Blanchett, "Ben Suriyeli, Ukraynalı, Yemenli, Afgan, Güney Sudanlı, İsrailli, Filistinli veya siyasetçi değilim. Hatta uzman da değilim. Ancak ben şahidim. Dünya genelinde mültecileri ziyaret ederken savaşın insan hayatına olan etkilerine, şiddete, zulümlere şahit oldum." dedi.
İsrail ve Gazze'de son birkaç haftadır devam eden şiddeti korku içinde izlediklerini belirten Avustralyalı oyuncu, "Çatışma, binlerce masum kişinin canına mal oldu ve mal olmaya devam ediyor. Bu hafta BM Mülteciler Yüksek Komiseri, diğer birçok insani kuruluşla birlikte acil insani ateşkes ve rehin tutulan sivillerin acilen serbest bırakılması çağrısında bulundu." diye konuştu.
Cate Blanchett'in bu sözleri Avrupa Parlamentosu Genel Kurulundaki milletvekillerinden alkış aldı.
AVRUPALI MİLLETVEKİLLERİNE ÇAĞRI
Gazze'deki olup bitenler haberlerde yer alırken dünyanın birçok yerinde başka şiddet olayları meydana geldiğini hatırlatan Blanchett; Ukrayna, Sudan, Etiyopya, Afganistan, Sahel bölgesi gibi birçok yerde çatışmaların ve şiddetin sürdüğünü, her seferinde masumların hayatını kaybettiğini, evinden olduğunu söyledi.
Blanchett, sınırlarına duvarlar örmek yerine evlerini terk etmek zorunda kalan sığınmacılara yardım etmeleri çağrısında bulunduğu AB ülkelerinden, insani yardımlar ile Avrupa ülkelerine yasal ve güvenli gelişler için çabalarını artırmalarını istedi.
SIĞINMACILARIN YAŞADIĞI ZORLUKLARA DİKKAT ÇEKTİ
Dünya genelinde zorla yerinden edilenlerin sayısının 114 milyonu geçtiğini, bu kişilerin sığınacak yer aradıklarını, birçoğunun istenmediğini hatta günah keçisi ilan edildiğini vurgulayan Blanchett şunları kaydetti:
"Yerlerinde olsak bizlerin de isteyeceği gibi bu kişiler evlerine, sevdiklerine, topraklarına ailelerine dönmek istiyor. Bugün burada bulunan herkesi, her birinizi, mültecilerin Avrupa'ya doğru yola çıktığına dair çok fazla yayılan ve korkuyu, düşmanlığı körükleyen tehlikeli söylemlere karşı durmaya çağırıyorum."

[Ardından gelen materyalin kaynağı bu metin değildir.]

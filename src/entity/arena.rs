use std::collections::HashMap;

use super::{Entity, EntityId, EntitySpec, Position, TypeFilter};

/// 월드 범위 질의
///
/// 전파(오라, 링크 거리 검사)에서만 사용한다. 반환 순서는 호출자가 의존하면 안 된다.
pub trait SpatialQuery {
    fn entities_in_range(&self, origin: Position, radius: i32, filter: TypeFilter)
        -> Vec<EntityId>;
}

/// ID 로 엔티티를 소유하는 아레나
///
/// 엔티티끼리, 효과와 엔티티 사이의 참조는 모두 EntityId 를 거친다.
#[derive(Debug, Default)]
pub struct EntityArena {
    entities: HashMap<EntityId, Entity>,
    next_id: u32,
}

impl EntityArena {
    pub fn new() -> Self {
        Self::default()
    }

    pub fn insert(&mut self, spec: EntitySpec) -> EntityId {
        self.next_id += 1;
        let id = EntityId::new(self.next_id);

        let master = spec.master;
        self.entities.insert(id, Entity::from_spec(id, spec));

        if let Some(master) = master.and_then(|m| self.entities.get_mut(&m)) {
            master.companions.push(id);
        }
        id
    }

    /// 아레나에서 제거한다. 주인/소환수 역참조도 같이 정리한다.
    pub fn remove(&mut self, id: EntityId) -> Option<Entity> {
        let entity = self.entities.remove(&id)?;

        if let Some(master) = entity.master.and_then(|m| self.entities.get_mut(&m)) {
            master.companions.retain(|c| *c != id);
        }
        for companion in &entity.companions {
            if let Some(companion) = self.entities.get_mut(companion) {
                companion.master = None;
            }
        }
        Some(entity)
    }

    pub fn get(&self, id: EntityId) -> Option<&Entity> {
        self.entities.get(&id)
    }

    pub fn get_mut(&mut self, id: EntityId) -> Option<&mut Entity> {
        self.entities.get_mut(&id)
    }

    pub fn contains(&self, id: EntityId) -> bool {
        self.entities.contains_key(&id)
    }

    pub fn len(&self) -> usize {
        self.entities.len()
    }

    pub fn is_empty(&self) -> bool {
        self.entities.is_empty()
    }

    /// ID 오름차순
    pub fn ids(&self) -> Vec<EntityId> {
        let mut ids: Vec<EntityId> = self.entities.keys().copied().collect();
        ids.sort();
        ids
    }
}

impl SpatialQuery for EntityArena {
    fn entities_in_range(
        &self,
        origin: Position,
        radius: i32,
        filter: TypeFilter,
    ) -> Vec<EntityId> {
        let mut found: Vec<EntityId> = self
            .entities
            .values()
            .filter(|e| e.alive && filter.matches(e.entity_type))
            .filter(|e| e.position.distance(&origin) <= radius)
            .map(|e| e.id)
            .collect();
        found.sort();
        found
    }
}

#[cfg(test)]
mod tests {
    use super::*;
    use crate::entity::BaseAttributes;

    #[test]
    fn companions_are_linked_both_ways() {
        let mut arena = EntityArena::new();
        let master = arena.insert(EntitySpec::player(BaseAttributes::default()));
        let pet = arena.insert(EntitySpec::companion(BaseAttributes::default(), master));

        assert_eq!(arena.get(master).unwrap().companions(), &[pet]);

        arena.remove(pet);
        assert!(arena.get(master).unwrap().companions().is_empty());
    }

    #[test]
    fn removing_master_orphans_companions() {
        let mut arena = EntityArena::new();
        let master = arena.insert(EntitySpec::player(BaseAttributes::default()));
        let pet = arena.insert(EntitySpec::companion(BaseAttributes::default(), master));

        arena.remove(master);
        assert_eq!(arena.get(pet).unwrap().master(), None);
        assert!(!arena.contains(master));
    }

    #[test]
    fn range_query_filters_type_and_distance() {
        let mut arena = EntityArena::new();
        let base = BaseAttributes::default();
        let near = arena.insert(EntitySpec::player(base).at(Position::new(2, 2)));
        let _far = arena.insert(EntitySpec::player(base).at(Position::new(20, 0)));
        let mob = arena.insert(EntitySpec::monster(base).at(Position::new(1, 0)));

        let players = arena.entities_in_range(Position::new(0, 0), 5, TypeFilter::PLAYER);
        assert_eq!(players, vec![near]);

        let all = arena.entities_in_range(Position::new(0, 0), 5, TypeFilter::all());
        assert_eq!(all, vec![near, mob]);
    }
}
use crate::{notify::StatusObserver, status::TimerService};

use super::{Command, EndGuard, StatusEngine};

impl<T: TimerService, O: StatusObserver> StatusEngine<T, O> {
    pub(super) fn push_command(&mut self, command: Command) {
        self.queue.push_back(command);
    }

    /// 큐에 쌓인 후속 명령을 모두 처리한다. 처리 중 새로 쌓인 명령도 같은 루프에서 처리된다.
    pub(super) fn drain_commands(&mut self) {
        if self.draining {
            return;
        }
        self.draining = true;

        while let Some(command) = self.queue.pop_front() {
            self.execute_command(command);
        }

        self.draining = false;
    }

    fn execute_command(&mut self, command: Command) {
        match command {
            Command::Start { target, request } => {
                if !self.arena.contains(target) {
                    tracing::warn!("dropping start of {} for missing entity {}", request.kind, target);
                    return;
                }
                let kind = request.kind;
                match self.start_inner(target, request) {
                    Ok(applied) => {
                        tracing::trace!("follow-up start {} on {}: {:?}", kind, target, applied)
                    }
                    Err(rejected) => {
                        tracing::debug!("follow-up start {} on {} rejected: {:?}", kind, target, rejected)
                    }
                }
            }
            Command::End {
                target,
                kind,
                cause,
                guard,
            } => {
                let Some(entity) = self.arena.get(target) else {
                    tracing::warn!("dropping end of {} for missing entity {}", kind, target);
                    return;
                };
                let Some(effect) = entity.effects.get(kind) else {
                    return;
                };
                let matches = match guard {
                    EndGuard::Any => true,
                    EndGuard::Source(source) => effect.source == Some(source),
                    EndGuard::Partner(partner) => effect.partner == Some(partner),
                };
                if matches {
                    self.end_inner(target, kind, cause);
                }
            }
            Command::Detach { target, kind, from } => {
                let Some(effect) = self
                    .arena
                    .get_mut(target)
                    .and_then(|e| e.effects.get_mut(kind))
                else {
                    return;
                };
                if effect.partner == Some(from) {
                    effect.partner = None;
                    tracing::trace!("{} on {} detached from {}", kind, target, from);
                }
            }
        }
    }
}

Blanchett, Avrupa'nın, savaştan, katliamlardan ve zulümden korunmak için ülkelerinden kaçan insanların kesiştiği bir yer olduğunu belirterek şöyle devam etti:
"Yüzyıllar boyunca birçoğunun sığınma talebi reddedildi. Ya da kabul edildilerse bile, acı çektirilerek kabul edildiler ve şüpheyle karşılandılar ancak birçoğu hoş karşılandı. Sadece korunmakla kalmadı, aynı zamanda şimdi ev olarak adlandırdıkları toprakların sosyal, kültürel ve ekonomik yaşamına katkıda bulunmaları için aktif olarak teşvik edildi. Dinlerini özgürce yaşayabildiler, beslemeleri için hayvanlar, aletler ve tohumlar sağlandı, vatandaşlık verildi ve yavaş yavaş onları kucaklayan toplumlar tarafından faydalı bir şekilde özümsendiler. Bu karışık tablo bugün Avrupa'da da görülmektedir."